In a recent commit, Eric says:
+ * According to IS-GPS-200 Revision H paragraph 6.3.6, and earlier revisions
+ * at least back to E, the upper bound of U.S. GPS PRNs is actually 64. However,
+ * NMEA0183 only allocates 1-32 for U.S. GPS IDs; it uses 33-64 for IDs ub the
+ * SBAS range.

I see an issue here.  Within the GPSD ecosystem ( and only for this, ignore everything else), do we follow IS-GPS-200 (which is not canonical for GLONASS, BeiDou, etc), or NMEA?

We seem to be mixing up the two.

And this is _detection_ .  It may be quite possible that we output, while pretending to be a NMEA talker, the NMEA PRNs.

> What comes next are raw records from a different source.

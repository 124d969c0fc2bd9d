//! Service configuration
//!
//! Loaded from an optional TOML file; every field has a default so an empty
//! file (or no file) gives a working local setup. Binaries apply command-line
//! overrides on top.

use serde::{Deserialize, Serialize};
use std::fs;
use std::path::{Path, PathBuf};
use std::time::Duration;

use crate::core::{HeatmapError, HeatmapResult};

/// Top-level configuration
#[derive(Debug, Clone, Default, Serialize, Deserialize)]
#[serde(default)]
pub struct AppConfig {
    pub server: ServerConfig,
    pub market_data: MarketDataConfig,
    /// Default tracing filter; `RUST_LOG` takes precedence
    pub log_level: LogLevel,
}

/// Tracing filter directive, e.g. `info` or `option_heatmap=debug`
#[derive(Debug, Clone, PartialEq, Eq, Serialize, Deserialize)]
#[serde(transparent)]
pub struct LogLevel(pub String);

impl Default for LogLevel {
    fn default() -> Self {
        Self("info".to_string())
    }
}

/// HTTP listener settings
#[derive(Debug, Clone, Serialize, Deserialize)]
#[serde(default)]
pub struct ServerConfig {
    pub host: String,
    pub port: u16,
    /// Directory of front-end assets served for unmatched paths
    pub static_dir: Option<PathBuf>,
}

impl Default for ServerConfig {
    fn default() -> Self {
        Self {
            host: "127.0.0.1".to_string(),
            port: 8000,
            static_dir: None,
        }
    }
}

/// Market data provider settings
#[derive(Debug, Clone, Serialize, Deserialize)]
#[serde(default)]
pub struct MarketDataConfig {
    /// Yahoo Finance v7 base (quotes and option chains)
    pub quote_base_url: String,
    /// Yahoo Finance v8 base (daily history)
    pub chart_base_url: String,
    /// Short-term treasury yield used as the risk-free rate
    /// Default: ^IRX (13-week T-bill, quoted in percent)
    pub rate_symbol: String,
    /// Per-request timeout in seconds
    pub timeout_secs: u64,
    pub user_agent: String,
}

impl Default for MarketDataConfig {
    fn default() -> Self {
        Self {
            quote_base_url: "https://query1.finance.yahoo.com/v7/finance".to_string(),
            chart_base_url: "https://query1.finance.yahoo.com/v8/finance".to_string(),
            rate_symbol: "^IRX".to_string(),
            timeout_secs: 10,
            user_agent: "Mozilla/5.0 (Windows NT 10.0; Win64; x64) AppleWebKit/537.36".to_string(),
        }
    }
}

impl MarketDataConfig {
    pub fn timeout(&self) -> Duration {
        Duration::from_secs(self.timeout_secs)
    }
}

impl AppConfig {
    /// Parse a TOML document
    pub fn from_toml_str(text: &str) -> HeatmapResult<Self> {
        toml::from_str(text).map_err(|e| HeatmapError::config(e.to_string()))
    }

    /// Load from a TOML file
    pub fn load(path: impl AsRef<Path>) -> HeatmapResult<Self> {
        let path = path.as_ref();
        let text = fs::read_to_string(path)?;
        let config: Self = toml::from_str(&text)
            .map_err(|e| HeatmapError::config(format!("{}: {}", path.display(), e)))?;

        tracing::info!("Loaded configuration from {:?}", path);
        Ok(config)
    }

    /// Load from `path` if given, otherwise defaults
    pub fn load_or_default(path: Option<&Path>) -> HeatmapResult<Self> {
        match path {
            Some(p) => Self::load(p),
            None => Ok(Self::default()),
        }
    }

    /// `host:port` for the listener
    pub fn bind_address(&self) -> String {
        format!("{}:{}", self.server.host, self.server.port)
    }
}

#[cfg(test)]
mod tests {
    use super::*;
    use std::io::Write;
    use tempfile::NamedTempFile;

    #[test]
    fn test_defaults() {
        let config = AppConfig::default();

        assert_eq!(config.bind_address(), "127.0.0.1:8000");
        assert_eq!(config.market_data.rate_symbol, "^IRX");
        assert_eq!(config.market_data.timeout(), Duration::from_secs(10));
        assert_eq!(config.log_level.0, "info");
    }

    #[test]
    fn test_partial_file_keeps_defaults() {
        let mut file = NamedTempFile::new().unwrap();
        writeln!(
            file,
            r#"
log_level = "debug"

[server]
port = 9100
static_dir = "frontend/build"

[market_data]
timeout_secs = 3
"#
        )
        .unwrap();

        let config = AppConfig::load(file.path()).unwrap();

        assert_eq!(config.server.port, 9100);
        assert_eq!(config.server.host, "127.0.0.1");
        assert_eq!(config.server.static_dir, Some(PathBuf::from("frontend/build")));
        assert_eq!(config.market_data.timeout_secs, 3);
        assert_eq!(config.market_data.rate_symbol, "^IRX");
        assert_eq!(config.log_level.0, "debug");
    }

    #[test]
    fn test_invalid_toml_is_config_error() {
        let result = AppConfig::from_toml_str("[server]\nport = \"eighty\"");
        assert!(matches!(result, Err(HeatmapError::Config(_))));
    }

    #[test]
    fn test_missing_file_is_io_error() {
        let dir = tempfile::tempdir().unwrap();
        let result = AppConfig::load(dir.path().join("absent.toml"));
        assert!(matches!(result, Err(HeatmapError::IO(_))));
    }
}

Example:  IS-GPS-200 is quite clear that the range 1-64 is reserved for them.  1-32 is for our current constellation, 33 and 37 are currently in use by supplementary systems, and the rest will be used eventually.

NMEA 0183 (I believe because the field is limited to 6 bits) needs PRNs to be 1-64.  Hence its mapping of GLONASS into that area.  How they plan to handle the other 182 national GNSS systems soon to be announced is left as an exercise for the reader.

My patches earlier were trying to update documentation on one issue I saw, but I see from Eric's following mails that the issue may be deeper, and requires some design understanding.